Charleroi-Centre L’Horeca et l’alimentation offrent une voie de reconversion appréciée des usagers.

Quelles attentes pour la rue de la Montagne à Charleroi, en termes d’animation et de redéploiement commercial ? La question a été posée cet été dans une enquête pilotée par l’AMCV, l’association de management de centre-ville, à la demande de l’échevinat du Commerce. En l’espace de six semaines, plus de 2.000 personnes y ont participé.

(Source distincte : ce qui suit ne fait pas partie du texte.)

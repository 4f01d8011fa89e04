//! Configuration file loading for expert-panel
//!
//! This module handles file I/O and merging of configuration from multiple sources.
//! The priority order (highest to lowest):
//!
//! 1. `PANEL_*` environment variables
//! 2. `--config <path>` specified file
//! 3. Project root: `./panel.toml` or `./.panel.toml`
//! 4. XDG config: `$XDG_CONFIG_HOME/expert-panel/config.toml`
//! 5. Default values

mod file_config;
mod loader;

pub use file_config::{
    ConfigValidationError, FileBehaviorConfig, FileCatalogConfig, FileCircuitBreakerConfig,
    FileConfig, FileLlmConfig, FileMetricsConfig, FileOutputConfig, FileOutputFormat,
    FilePanelConfig, FileSearchConfig,
};
pub use loader::ConfigLoader;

L’analyse des réponses a permis de dégager des pistes pour l’avenir : si la Montagne reste un axe de circulation piétonne privilégié pour rejoindre la Ville Basse, 36 % de ses usagers y flânent, s’y assoient, y mangent et y boivent. Quatre sur dix considèrent l’endroit comme agréable, malgré la fermeture de 70 % des rez commerciaux. Ils sont près de trois quarts à considérer que l’Horeca est un secteur porteur pour la redynamisation de l’artère, avant les boutiques de créateurs et de designers mais aussi les magasins d’alimentation artisanale.

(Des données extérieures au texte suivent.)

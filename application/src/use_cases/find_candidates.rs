//! Find Candidates use case
//!
//! Three retrieval tiers tried in order: graph-augmented search, a relational
//! query through the (circuit-broken) store, then a narrow emergency query.
//! Each transition is logged and the answering tier is returned as a
//! [`RetrievalOutcome`].

use crate::config::{BehaviorConfig, RetrievalConfig};
use crate::ports::agent_search::{AgentSearchPort, SearchError};
use crate::ports::agent_store::{AgentStorePort, StoreError};
use crate::ports::metrics::{MetricsSink, NoMetrics, OperationRecord, operation};
use panel_domain::{Agent, AgentQuery, RetrievalOutcome, SearchHit, SearchMethod, SearchRequest};
use std::sync::Arc;
use std::time::Instant;
use tracing::{debug, error, info, warn};

/// Use case for retrieving candidate agents
pub struct FindCandidatesUseCase<S: AgentSearchPort + 'static, F: AgentStorePort + 'static> {
    search: Arc<S>,
    fallback: Arc<F>,
    emergency: Option<Arc<dyn AgentStorePort>>,
    config: RetrievalConfig,
    behavior: BehaviorConfig,
    metrics: Arc<dyn MetricsSink>,
}

impl<S, F> FindCandidatesUseCase<S, F>
where
    S: AgentSearchPort + 'static,
    F: AgentStorePort + 'static,
{
    /// `fallback` serves the relational tier and, unless
    /// [`with_emergency_store`](Self::with_emergency_store) is set, the emergency tier too.
    pub fn new(search: Arc<S>, fallback: Arc<F>) -> Self {
        Self {
            search,
            fallback,
            emergency: None,
            config: RetrievalConfig::default(),
            behavior: BehaviorConfig::default(),
            metrics: Arc::new(NoMetrics),
        }
    }

    /// Store queried by the emergency tier, typically the store without its circuit breaker
    pub fn with_emergency_store(mut self, store: Arc<dyn AgentStorePort>) -> Self {
        self.emergency = Some(store);
        self
    }

    pub fn with_config(mut self, config: RetrievalConfig) -> Self {
        self.config = config;
        self
    }

    pub fn with_behavior(mut self, behavior: BehaviorConfig) -> Self {
        self.behavior = behavior;
        self
    }

    pub fn with_metrics(mut self, metrics: Arc<dyn MetricsSink>) -> Self {
        self.metrics = metrics;
        self
    }

    pub fn config(&self) -> &RetrievalConfig {
        &self.config
    }

    /// Retrieve up to `top_k` candidates for `query`, filtered by `domains`.
    ///
    /// Never fails: an outage of every tier yields [`RetrievalOutcome::Empty`].
    pub async fn execute(&self, query: &str, domains: &[String], top_k: usize) -> RetrievalOutcome {
        let started = Instant::now();
        let outcome = self.retrieve(query, domains, top_k).await;

        info!(
            method = %outcome.method(),
            count = outcome.agents().len(),
            "Candidate retrieval completed"
        );
        self.metrics.record(
            OperationRecord::new(operation::AGENT_RETRIEVAL, started.elapsed())
                .with_search_method(outcome.method())
                .with_graph_depth(outcome.graph_depth())
                .with_result_count(outcome.agents().len()),
        );

        outcome
    }

    async fn retrieve(&self, query: &str, domains: &[String], top_k: usize) -> RetrievalOutcome {
        let request = SearchRequest::for_query(query, domains, top_k)
            .with_min_similarity(self.config.min_similarity);

        let primary_error = match self.search_primary(&request).await {
            Ok(hits) => {
                let graph_depth = hits.first().and_then(|hit| hit.metadata.graph_depth);
                debug!(count = hits.len(), ?graph_depth, "GraphRAG search answered");
                return RetrievalOutcome::Primary {
                    agents: hits.into_iter().map(|hit| hit.agent).collect(),
                    graph_depth,
                };
            }
            Err(e) => e,
        };

        warn!(
            event = "graphrag_search_failed",
            error = %primary_error,
            query,
            "GraphRAG search failed, falling back to relational query"
        );

        let fallback = AgentQuery::fallback(domains, top_k);
        let fallback_error = match Self::query_store(&*self.fallback, &fallback, &self.behavior).await {
            Ok(agents) => {
                return RetrievalOutcome::Degraded {
                    agents,
                    method: SearchMethod::RelationalFallback,
                    reason: primary_error.to_string(),
                };
            }
            Err(e) => e,
        };

        error!(
            event = "relational_fallback_failed",
            error = %fallback_error,
            "Relational fallback failed, trying emergency query"
        );

        let emergency = AgentQuery::emergency(self.config.emergency_limit);
        let result = match &self.emergency {
            Some(store) => Self::query_store(store.as_ref(), &emergency, &self.behavior).await,
            None => Self::query_store(&*self.fallback, &emergency, &self.behavior).await,
        };

        match result {
            Ok(agents) => RetrievalOutcome::Degraded {
                agents,
                method: SearchMethod::EmergencyFallback,
                reason: fallback_error.to_string(),
            },
            Err(e) => {
                error!(
                    event = "emergency_fallback_failed",
                    error = %e,
                    "Emergency query failed, no candidates available"
                );
                RetrievalOutcome::Empty {
                    reason: e.to_string(),
                }
            }
        }
    }

    async fn search_primary(
        &self,
        request: &SearchRequest,
    ) -> Result<Vec<SearchHit>, SearchError> {
        self.behavior
            .within_deadline(self.search.search(request))
            .await
            .unwrap_or(Err(SearchError::Timeout))
    }

    async fn query_store(
        store: &(dyn AgentStorePort + '_),
        query: &AgentQuery,
        behavior: &BehaviorConfig,
    ) -> Result<Vec<Agent>, StoreError> {
        behavior
            .within_deadline(store.query_agents(query))
            .await
            .unwrap_or(Err(StoreError::Timeout))
    }
}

L’échevin Philippe Van Cauwenberghe (PS) suggère de s’inspirer du modèle de la rue de Marcinelle, avec la création du Pop up store (le premier espace partagé de commerçants créateurs), pour revitaliser la zone, appréciée pour sa convivialité malgré un sentiment d’insécurité lié à la disparition de nombreuses boutiques.

Quelles animations les répondants à l’enquête préconisent-ils d’y organiser ? Ils se prononcent en majorité pour un événement culturel ou un festival de la gastronomie avec des dégustations. Dans deux tiers des cas, les répondants sont jeunes, ils sont âgés de 15 à 24 ans (22,2 %) ou de la tranche 25-39 ans (43,8 %). Près de la moitié vivent à Charleroi ou dans un rayon de cinq kilomètres.

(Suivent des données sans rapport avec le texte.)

//! Command-line interface definitions

pub mod commands;
//! Port for structured operation metrics.
//!
//! Defines the [`MetricsSink`] trait for recording one [`OperationRecord`]
//! per pipeline operation (retrieval, ranking, selection, synthesis).
//!
//! This is separate from `tracing`-based operation logs: tracing handles
//! human-readable diagnostics, while this port captures machine-readable
//! records for tuning the heuristics.

use panel_domain::SearchMethod;
use serde::Serialize;
use serde_json::{Map, Value};
use std::time::Duration;

/// Operation types recorded by the pipeline
pub mod operation {
    pub const QUERY_ANALYSIS: &str = "query_analysis";
    pub const AGENT_RETRIEVAL: &str = "agent_retrieval";
    pub const AGENT_RANKING: &str = "agent_ranking";
    pub const AGENT_SELECTION: &str = "agent_selection";
    pub const RESPONSE_SYNTHESIS: &str = "response_synthesis";
}

/// One structured metrics record.
#[derive(Debug, Clone, PartialEq, Serialize)]
pub struct OperationRecord {
    pub operation_type: &'static str,
    #[serde(skip_serializing_if = "Option::is_none")]
    pub search_method: Option<SearchMethod>,
    #[serde(skip_serializing_if = "Option::is_none")]
    pub graphrag_hit: Option<bool>,
    #[serde(skip_serializing_if = "Option::is_none")]
    pub graphrag_fallback: Option<bool>,
    #[serde(skip_serializing_if = "Option::is_none")]
    pub graph_traversal_depth: Option<u32>,
    pub latency_ms: u64,
    #[serde(skip_serializing_if = "Option::is_none")]
    pub confidence: Option<f64>,
    #[serde(skip_serializing_if = "Option::is_none")]
    pub agent_id: Option<String>,
    #[serde(skip_serializing_if = "Option::is_none")]
    pub result_count: Option<usize>,
    #[serde(skip_serializing_if = "Map::is_empty")]
    pub extra: Map<String, Value>,
}

impl OperationRecord {
    pub fn new(operation_type: &'static str, latency: Duration) -> Self {
        Self {
            operation_type,
            search_method: None,
            graphrag_hit: None,
            graphrag_fallback: None,
            graph_traversal_depth: None,
            latency_ms: latency.as_millis() as u64,
            confidence: None,
            agent_id: None,
            result_count: None,
            extra: Map::new(),
        }
    }

    /// Record which retrieval tier answered and derive the GraphRAG flags from it.
    pub fn with_search_method(mut self, method: SearchMethod) -> Self {
        let primary = method == SearchMethod::GraphragHybrid;
        self.search_method = Some(method);
        self.graphrag_hit = Some(primary);
        self.graphrag_fallback = Some(!primary);
        self
    }

    pub fn with_graph_depth(mut self, depth: Option<u32>) -> Self {
        self.graph_traversal_depth = depth;
        self
    }

    pub fn with_confidence(mut self, confidence: f64) -> Self {
        self.confidence = Some(confidence);
        self
    }

    pub fn with_agent_id(mut self, agent_id: impl Into<String>) -> Self {
        self.agent_id = Some(agent_id.into());
        self
    }

    pub fn with_result_count(mut self, count: usize) -> Self {
        self.result_count = Some(count);
        self
    }

    pub fn with_extra(mut self, key: impl Into<String>, value: impl Into<Value>) -> Self {
        self.extra.insert(key.into(), value.into());
        self
    }
}

/// Port for recording operation metrics.
///
/// `record` is synchronous and infallible: sink failures must never reach
/// the pipeline, so implementations swallow their own errors.
pub trait MetricsSink: Send + Sync {
    fn record(&self, record: OperationRecord);
}

/// No-op implementation for tests and when metrics are disabled.
pub struct NoMetrics;

impl MetricsSink for NoMetrics {
    fn record(&self, _record: OperationRecord) {}
}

C’est à partir de ces éléments que l’échevinat va préparer des scénarios pour l’avenir. "Jamais une étude de ce type n’avait encore été menée", confie Philippe Van Cau. "Nous voulions interroger leurs usagers sur leurs attentes afin d’orienter nos choix politiques. Et cela a permis de partir à la rencontre de plusieurs propriétaires immobiliers afin de nouer un dialogue."

Une nouvelle disposition a été adoptée par le conseil communal : elle vise à exonérer les propriétaires du paiement de la taxe sur les immeubles inoccupés dès le moment où ils mettent en place une vitrophanie, c’est-à-dire un film autocollant destiné à être apposé sur une vitrine pour être vu de l’extérieur. Et supprimer le sentiment anxiogène lié à l’abandon des immeubles. "Ce sera dès l’exercice 2018", dit Van Cau.